D.C.’s eternal cop out…

The Greeks tell us that on the way to his 11th labor, Heracles ran across Antaeus. A nasty customer, Antaeus was—a giant, son of the Earth goddess Gaia and sea god Poseidon, he drew his power from contact with Mother Earth. He loafed by the road to the Garden of Hesperides, where he’d challenge passing simpletons to wrestling matches. Every time a foe wrestled him to the ground, he got stronger. Next to the road, Antaeus dedicated a temple to his father. It was made from the skulls of his victims.

On Jan. 6, 2021, a motley band of Divorce Dads, MAGA Zombies and other Upper Aryans ransacked the Capitol. At least two U.S. Capitol Police officers died from the coup attempt. Dozens of others were wounded, and their horrifying screams continue to echo through Washington’s halls as Congress and the federal courts weigh who did what, and to whom. It was the single biggest failure of the U.S. security state since 9/11.

The investigations continue. But we already know that the Capitol Police will come out stronger for the failure. CNN’s Jim Sciutto got a look at the Hill’s “security review” and recommendations include adding another 1,000 officers, a “Quick Reaction Force composed of National Guard” and “retractable barriers around the Capitol.”

Antaeus should sue for infringement.

Injuries (and insults)

We live in an insulting age (one in which “giving offense” is not just considered a worthy reply but a mortal blow to one’s ethics) but this one is a many splendored thing, so it’s worth savoring.

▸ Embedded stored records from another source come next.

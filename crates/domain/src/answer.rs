use crate::{RecordClass, RecordType};
use serde::{Deserialize, Serialize};
use std::net::IpAddr;
use std::sync::Arc;

/// Response code reported by the resolver engine for one sub-query.
#[derive(Debug, Clone, Copy, PartialEq, Eq, Hash, Serialize, Deserialize)]
pub enum ResponseCode {
    NoError,
    FormErr,
    ServFail,
    NxDomain,
    NotImp,
    Refused,
    Other(u8),
}

impl ResponseCode {
    pub fn as_str(&self) -> &'static str {
        match self {
            ResponseCode::NoError => "NOERROR",
            ResponseCode::FormErr => "FORMERR",
            ResponseCode::ServFail => "SERVFAIL",
            ResponseCode::NxDomain => "NXDOMAIN",
            ResponseCode::NotImp => "NOTIMP",
            ResponseCode::Refused => "REFUSED",
            ResponseCode::Other(_) => "OTHER",
        }
    }
}

#[derive(Debug, Clone, PartialEq, Eq, Serialize, Deserialize)]
#[serde(rename_all = "snake_case")]
pub enum RecordData {
    Address(IpAddr),
    Name(Arc<str>),
    Raw(Vec<u8>),
}

#[derive(Debug, Clone, PartialEq, Eq, Serialize, Deserialize)]
pub struct AnswerRecord {
    pub name: Arc<str>,
    pub record_type: RecordType,
    pub record_class: RecordClass,
    pub ttl: u32,
    pub data: RecordData,
}

impl AnswerRecord {
    /// A or AAAA record for `address`; the type follows the address family.
    pub fn address(name: impl Into<Arc<str>>, address: IpAddr, ttl: u32) -> Self {
        let record_type = match address {
            IpAddr::V4(_) => RecordType::A,
            IpAddr::V6(_) => RecordType::AAAA,
        };
        Self {
            name: name.into(),
            record_type,
            record_class: RecordClass::IN,
            ttl,
            data: RecordData::Address(address),
        }
    }
}

/// Result the resolver engine hands back for one answered sub-query.
#[derive(Debug, Clone, PartialEq, Eq, Serialize, Deserialize)]
pub struct DnsAnswer {
    pub rcode: ResponseCode,
    pub records: Vec<AnswerRecord>,
}

impl DnsAnswer {
    pub fn new(rcode: ResponseCode, records: Vec<AnswerRecord>) -> Self {
        Self { rcode, records }
    }

    pub fn no_error(records: Vec<AnswerRecord>) -> Self {
        Self::new(ResponseCode::NoError, records)
    }

    pub fn nx_domain() -> Self {
        Self::new(ResponseCode::NxDomain, Vec::new())
    }

    pub fn addresses(&self) -> impl Iterator<Item = IpAddr> + '_ {
        self.records.iter().filter_map(|record| match record.data {
            RecordData::Address(ip) => Some(ip),
            _ => None,
        })
    }

    pub fn min_ttl(&self) -> Option<u32> {
        self.records.iter().map(|record| record.ttl).min()
    }
}
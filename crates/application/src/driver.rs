use crate::context::LookupContext;
use crate::ports::{EngineOutcome, ExternalHandle, TimerKind, TimerToken};
use crate::request::{
    CompletionCallback, CompletionKind, Request, RequestId, SubQuery, UserContext,
};
use ferrous_lookup_domain::{DomainError, Extensions, RecordType};
use rustc_hash::FxHashMap;
use std::time::Duration;
use tracing::{debug, trace, warn};

/// Owns every in-flight request and routes reactor events to them.
///
/// Runs on the reactor's thread only. Completion, explicit cancellation and
/// timeout all end in [`LookupDriver::finish`], which removes the request from
/// the registry before tearing it down; a second trigger finds nothing to do.
pub struct LookupDriver {
    context: LookupContext,
    requests: FxHashMap<RequestId, Request>,
    handles: FxHashMap<ExternalHandle, RequestId>,
    next_id: u64,
}

impl LookupDriver {
    pub fn new(context: LookupContext) -> Self {
        Self {
            context,
            requests: FxHashMap::default(),
            handles: FxHashMap::default(),
            next_id: 1,
        }
    }

    pub fn context(&self) -> &LookupContext {
        &self.context
    }

    pub fn in_flight(&self) -> usize {
        self.requests.len()
    }

    pub fn request(&self, id: RequestId) -> Option<&Request> {
        self.requests.get(&id)
    }

    /// Builds a request, arms its deadline and dispatches it.
    ///
    /// `callback` fires exactly once, later, from reactor context. On error
    /// nothing stays allocated and the callback is never invoked.
    pub fn submit(
        &mut self,
        name: &str,
        record_type: RecordType,
        extensions: Option<&Extensions>,
        user_context: Option<UserContext>,
        callback: CompletionCallback,
    ) -> Result<RequestId, DomainError> {
        let id = RequestId(self.next_id);
        self.next_id += 1;

        let defaults;
        let extensions = match extensions {
            Some(extensions) => extensions,
            None => {
                defaults = self.context.default_extensions();
                &defaults
            }
        };

        let mut request = Request::new(&self.context, id, name, record_type, extensions)?;
        request.set_completion(user_context, callback);

        let timeout_ms = self.context.config.timeout_ms;
        if timeout_ms > 0 {
            request.arm_timer(TimerKind::Timeout, Duration::from_millis(timeout_ms))?;
        }

        let sent = request.dispatch(self.context.config.dispatch_mode);
        if request.is_complete() {
            // every hand-off was rejected
            request.defer_completion(request.completion_kind())?;
        }

        track(&mut self.handles, id, &sent);
        self.requests.insert(id, request);
        debug!(request = %id, dispatched = sent.len(), "Request submitted");
        Ok(id)
    }

    /// Answer delivery from the resolver engine.
    pub fn on_answer(&mut self, handle: ExternalHandle, outcome: EngineOutcome) {
        let Some(id) = self.handles.remove(&handle) else {
            debug!(handle = handle.0, "Answer for unknown or finished sub-query ignored");
            return;
        };
        let Some(request) = self.requests.get_mut(&id) else {
            return;
        };

        match request.attach_outcome(handle, outcome) {
            Ok(index) => trace!(request = %id, index, "Outcome attached"),
            Err(error) => debug!(request = %id, error = %error, "Outcome not attached"),
        }

        let sent = request.dispatch(self.context.config.dispatch_mode);
        let complete = request.is_complete();
        let kind = request.completion_kind();
        track(&mut self.handles, id, &sent);

        if complete {
            self.finish(id, kind);
        }
    }

    /// Timer expiry delivered by the reactor.
    pub fn on_timer_fired(&mut self, token: TimerToken) {
        let id = token.request;
        let Some(request) = self.requests.get_mut(&id) else {
            debug!(request = %id, kind = ?token.kind, "Timer fired for finished request");
            return;
        };
        request.timer_fired(token.kind);

        match token.kind {
            TimerKind::Timeout => {
                let abandoned = request.time_out();
                warn!(request = %id, name = %request.name(), abandoned, "Request timed out");
                self.finish(id, CompletionKind::Timeout);
            }
            TimerKind::LocalCallback => {
                let kind = request
                    .deferred_completion()
                    .unwrap_or_else(|| request.completion_kind());
                self.finish(id, kind);
            }
        }
    }

    /// Cancels a request: in-flight sub-queries are abandoned, answers already
    /// received are kept, and the completion callback fires with `Canceled`.
    pub fn cancel(&mut self, id: RequestId) -> Result<(), DomainError> {
        let request = self
            .requests
            .get_mut(&id)
            .ok_or(DomainError::UnknownRequest(id.0))?;
        request.cancel();
        self.finish(id, CompletionKind::Canceled);
        Ok(())
    }

    /// Tears a request down without delivering its completion.
    pub fn destroy(&mut self, id: RequestId) -> Result<(), DomainError> {
        let mut request = self
            .requests
            .remove(&id)
            .ok_or(DomainError::UnknownRequest(id.0))?;
        untrack(&mut self.handles, &request);
        request.cancel();
        drop(request.take_callback());
        request.finalize();
        Ok(())
    }

    /// Tears down every request still registered, delivering `Canceled`.
    pub fn shutdown(&mut self) {
        let ids: Vec<RequestId> = self.requests.keys().copied().collect();
        for id in ids {
            if let Some(request) = self.requests.get_mut(&id) {
                request.cancel();
            }
            self.finish(id, CompletionKind::Canceled);
        }
    }

    fn finish(&mut self, id: RequestId, kind: CompletionKind) {
        let Some(mut request) = self.requests.remove(&id) else {
            debug!(request = %id, "Request already finalized");
            return;
        };
        untrack(&mut self.handles, &request);

        let callback = request.take_callback();
        let completion = request.build_completion(kind);
        request.finalize();

        debug!(
            request = %id,
            kind = %kind,
            answered = completion.answered(),
            "Request completed"
        );
        if let Some(callback) = callback {
            callback(completion);
        }
    }
}

impl Drop for LookupDriver {
    fn drop(&mut self) {
        if !self.requests.is_empty() {
            self.shutdown();
        }
    }
}

fn track(handles: &mut FxHashMap<ExternalHandle, RequestId>, id: RequestId, sent: &[ExternalHandle]) {
    for handle in sent {
        handles.insert(*handle, id);
    }
}

fn untrack(handles: &mut FxHashMap<ExternalHandle, RequestId>, request: &Request) {
    for handle in request
        .sub_queries()
        .iter()
        .filter_map(SubQuery::external_handle)
    {
        handles.remove(&handle);
    }
}
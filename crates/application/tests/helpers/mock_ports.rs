use ferrous_lookup_application::ports::{
    AllocationId, ExternalHandle, MemoryAllocator, Reactor, ResolverEngine, TimerHandle,
    TimerKind, TimerToken,
};
use ferrous_lookup_application::{Completion, CompletionCallback, RequestId};
use ferrous_lookup_domain::{
    AnswerRecord, DnsAnswer, DomainError, Extensions, RecordClass, RecordType, ResourceKind,
    RETURN_BOTH_V4_AND_V6,
};
use std::collections::{HashMap, HashSet};
use std::net::IpAddr;
use std::sync::{Arc, Mutex};
use std::time::Duration;

pub fn init_tracing() {
    let _ = tracing_subscriber::fmt()
        .with_test_writer()
        .with_max_level(tracing::Level::TRACE)
        .try_init();
}

pub fn both_families() -> Extensions {
    Extensions::new().with_flag(RETURN_BOTH_V4_AND_V6, true)
}

pub fn address_answer(name: &str, ip: &str) -> DnsAnswer {
    let ip: IpAddr = ip.parse().unwrap();
    DnsAnswer::no_error(vec![AnswerRecord::address(name, ip, 300)])
}

// ============================================================================
// TrackingAllocator
// ============================================================================

#[derive(Default)]
struct TrackingState {
    next_id: u64,
    attempts: usize,
    live: HashMap<u64, (ResourceKind, usize)>,
    allocations: usize,
    deallocations: usize,
    double_frees: usize,
    history: Vec<ResourceKind>,
    fail_at: Option<usize>,
    fail_kind: Option<ResourceKind>,
}

/// Records every allocate/deallocate pair and can be told to fail.
#[derive(Default)]
pub struct TrackingAllocator {
    state: Mutex<TrackingState>,
}

impl TrackingAllocator {
    pub fn new() -> Arc<Self> {
        Arc::new(Self::default())
    }

    /// The `n`th allocation attempt (1-based) fails.
    pub fn failing_at(n: usize) -> Arc<Self> {
        let allocator = Self::default();
        allocator.state.lock().unwrap().fail_at = Some(n);
        Arc::new(allocator)
    }

    /// Every allocation of `kind` fails.
    pub fn failing_on(kind: ResourceKind) -> Arc<Self> {
        let allocator = Self::default();
        allocator.state.lock().unwrap().fail_kind = Some(kind);
        Arc::new(allocator)
    }

    pub fn live(&self) -> usize {
        self.state.lock().unwrap().live.len()
    }

    pub fn live_of(&self, kind: ResourceKind) -> usize {
        self.state
            .lock()
            .unwrap()
            .live
            .values()
            .filter(|(k, _)| *k == kind)
            .count()
    }

    pub fn allocations(&self) -> usize {
        self.state.lock().unwrap().allocations
    }

    pub fn deallocations(&self) -> usize {
        self.state.lock().unwrap().deallocations
    }

    pub fn double_frees(&self) -> usize {
        self.state.lock().unwrap().double_frees
    }

    /// Kinds of successful allocations, in order.
    pub fn history(&self) -> Vec<ResourceKind> {
        self.state.lock().unwrap().history.clone()
    }

    pub fn assert_clean(&self) {
        let state = self.state.lock().unwrap();
        assert!(state.live.is_empty(), "leaked: {:?}", state.live);
        assert_eq!(state.double_frees, 0, "double free detected");
        assert_eq!(state.allocations, state.deallocations);
    }
}

impl MemoryAllocator for TrackingAllocator {
    fn allocate(&self, kind: ResourceKind, size: usize) -> Option<AllocationId> {
        let mut state = self.state.lock().unwrap();
        state.attempts += 1;
        if state.fail_at == Some(state.attempts) || state.fail_kind == Some(kind) {
            return None;
        }
        state.next_id += 1;
        let id = state.next_id;
        state.live.insert(id, (kind, size));
        state.allocations += 1;
        state.history.push(kind);
        Some(AllocationId(id))
    }

    fn deallocate(&self, kind: ResourceKind, id: AllocationId) {
        let mut state = self.state.lock().unwrap();
        match state.live.remove(&id.0) {
            Some((allocated_kind, _)) => {
                assert_eq!(allocated_kind, kind, "kind mismatch on deallocate");
                state.deallocations += 1;
            }
            None => state.double_frees += 1,
        }
    }
}

// ============================================================================
// MockEngine
// ============================================================================

#[derive(Debug, Clone, PartialEq, Eq)]
pub struct Dispatch {
    pub name: String,
    pub record_type: RecordType,
    pub record_class: RecordClass,
    pub handle: ExternalHandle,
}

#[derive(Default)]
struct EngineState {
    next_handle: u64,
    dispatched: Vec<Dispatch>,
    canceled: Vec<ExternalHandle>,
    reject: HashSet<RecordType>,
}

/// Records hand-offs; answers are delivered by the test through the driver.
#[derive(Default)]
pub struct MockEngine {
    state: Mutex<EngineState>,
}

impl MockEngine {
    pub fn new() -> Arc<Self> {
        Arc::new(Self::default())
    }

    pub fn reject(&self, record_type: RecordType) {
        self.state.lock().unwrap().reject.insert(record_type);
    }

    pub fn dispatched(&self) -> Vec<Dispatch> {
        self.state.lock().unwrap().dispatched.clone()
    }

    pub fn dispatch_count(&self) -> usize {
        self.state.lock().unwrap().dispatched.len()
    }

    /// Handle of the most recent dispatch of `record_type`.
    pub fn handle_for(&self, record_type: RecordType) -> ExternalHandle {
        self.state
            .lock()
            .unwrap()
            .dispatched
            .iter()
            .rev()
            .find(|d| d.record_type == record_type)
            .map(|d| d.handle)
            .unwrap_or_else(|| panic!("{} was never dispatched", record_type))
    }

    pub fn canceled(&self) -> Vec<ExternalHandle> {
        self.state.lock().unwrap().canceled.clone()
    }
}

impl ResolverEngine for MockEngine {
    fn dispatch(
        &self,
        name: &str,
        record_type: RecordType,
        record_class: RecordClass,
    ) -> Result<ExternalHandle, DomainError> {
        let mut state = self.state.lock().unwrap();
        if state.reject.contains(&record_type) {
            return Err(DomainError::DispatchFailure(format!(
                "{} rejected",
                record_type
            )));
        }
        state.next_handle += 1;
        let handle = ExternalHandle(state.next_handle);
        state.dispatched.push(Dispatch {
            name: name.to_string(),
            record_type,
            record_class,
            handle,
        });
        Ok(handle)
    }

    fn cancel(&self, handle: ExternalHandle) {
        self.state.lock().unwrap().canceled.push(handle);
    }
}

// ============================================================================
// MockReactor
// ============================================================================

#[derive(Default)]
struct ReactorState {
    next_handle: u64,
    armed: HashMap<TimerHandle, (Duration, TimerToken)>,
    disarmed: Vec<TimerHandle>,
    stale_disarms: usize,
}

/// Keeps armed timers in a table; tests fire them by hand.
#[derive(Default)]
pub struct MockReactor {
    state: Mutex<ReactorState>,
}

impl MockReactor {
    pub fn new() -> Arc<Self> {
        Arc::new(Self::default())
    }

    pub fn armed_count(&self) -> usize {
        self.state.lock().unwrap().armed.len()
    }

    pub fn armed_deadline(&self, request: RequestId, kind: TimerKind) -> Option<Duration> {
        self.state
            .lock()
            .unwrap()
            .armed
            .values()
            .find(|(_, token)| token.request == request && token.kind == kind)
            .map(|(deadline, _)| *deadline)
    }

    pub fn disarm_count(&self) -> usize {
        self.state.lock().unwrap().disarmed.len()
    }

    pub fn stale_disarms(&self) -> usize {
        self.state.lock().unwrap().stale_disarms
    }

    /// Simulates expiry: the timer leaves the table and its token is returned.
    pub fn fire(&self, request: RequestId, kind: TimerKind) -> Option<TimerToken> {
        let mut state = self.state.lock().unwrap();
        let handle = state
            .armed
            .iter()
            .find(|(_, (_, token))| token.request == request && token.kind == kind)
            .map(|(handle, _)| *handle)?;
        state.armed.remove(&handle).map(|(_, token)| token)
    }
}

impl Reactor for MockReactor {
    fn arm_timer(&self, deadline: Duration, token: TimerToken) -> Result<TimerHandle, DomainError> {
        let mut state = self.state.lock().unwrap();
        state.next_handle += 1;
        let handle = TimerHandle(state.next_handle);
        state.armed.insert(handle, (deadline, token));
        Ok(handle)
    }

    fn disarm_timer(&self, handle: TimerHandle) {
        let mut state = self.state.lock().unwrap();
        if state.armed.remove(&handle).is_some() {
            state.disarmed.push(handle);
        } else {
            state.stale_disarms += 1;
        }
    }
}

// ============================================================================
// Completions
// ============================================================================

/// Collects completions delivered to callbacks built by [`Completions::callback`].
#[derive(Clone, Default)]
pub struct Completions(Arc<Mutex<Vec<Completion>>>);

impl Completions {
    pub fn new() -> Self {
        Self::default()
    }

    pub fn callback(&self) -> CompletionCallback {
        let sink = Arc::clone(&self.0);
        Box::new(move |completion| sink.lock().unwrap().push(completion))
    }

    pub fn len(&self) -> usize {
        self.0.lock().unwrap().len()
    }

    pub fn take(&self) -> Vec<Completion> {
        std::mem::take(&mut *self.0.lock().unwrap())
    }
}
//! Correlated-asset exposure budget, shared per settlement hour.
//!
//! Crypto assets settling at the same hour move together, so their Kelly
//! fractions draw on one combined budget. The ledger record is read before
//! sizing and written back after a fill. There is no compare-and-swap:
//! concurrent per-asset invocations can each read the same record and
//! together step past the combined cap. Known gap, accepted for now since
//! the schedulers stagger invocations within the hour.

use chrono::{DateTime, Utc};
use serde::{Deserialize, Serialize};
use std::collections::HashMap;

/// Kelly fractions already committed for one settlement hour, keyed by
/// asset code.
#[derive(Debug, Clone, Default, Serialize, Deserialize)]
pub struct HourExposure {
    pub settlement_hour: Option<DateTime<Utc>>,
    pub fractions: HashMap<String, f64>,
}

impl HourExposure {
    pub fn empty(settlement_hour: DateTime<Utc>) -> Self {
        Self {
            settlement_hour: Some(settlement_hour),
            fractions: HashMap::new(),
        }
    }

    /// Total fraction committed across all assets this hour
    pub fn total(&self) -> f64 {
        self.fractions.values().sum()
    }

    pub fn committed_for(&self, asset: &str) -> f64 {
        self.fractions.get(asset).copied().unwrap_or(0.0)
    }

    /// Record a fill. Fractions accumulate within the hour.
    pub fn commit(&mut self, asset: &str, fraction: f64) {
        *self.fractions.entry(asset.to_string()).or_insert(0.0) += fraction;
    }
}

/// The Kelly cap an asset may actually use this hour: its own cap, reduced
/// to whatever remains of the combined budget. `None` combined cap means
/// the asset does not share a budget.
pub fn effective_cap(asset_cap: f64, combined_cap: Option<f64>, exposure: &HourExposure) -> f64 {
    match combined_cap {
        None => asset_cap,
        Some(combined) => {
            let remaining = (combined - exposure.total()).max(0.0);
            asset_cap.min(remaining)
        }
    }
}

First off, it’s hard not to notice that whenever cops blast or torture some unarmed Black guy, we the Big Public are always urged not to “rush to judgment,” to let the investigation play out, &c. Certainly, the U.S. Capitol Police found that a convenient line when they and their pals in the U.S. Secret Service’s uniform division shot down Miriam Carey, a 34-year-old dental hygienist from Stamford, Conn., who’d just happen to take a wrong turn at the White House. Yet, even as the investigations into the coup attempt drag on, those same agencies can tell us with absolute certainty that the problem is they didn’t have enough money, manpower and authority to begin with. Nice work if you can get it.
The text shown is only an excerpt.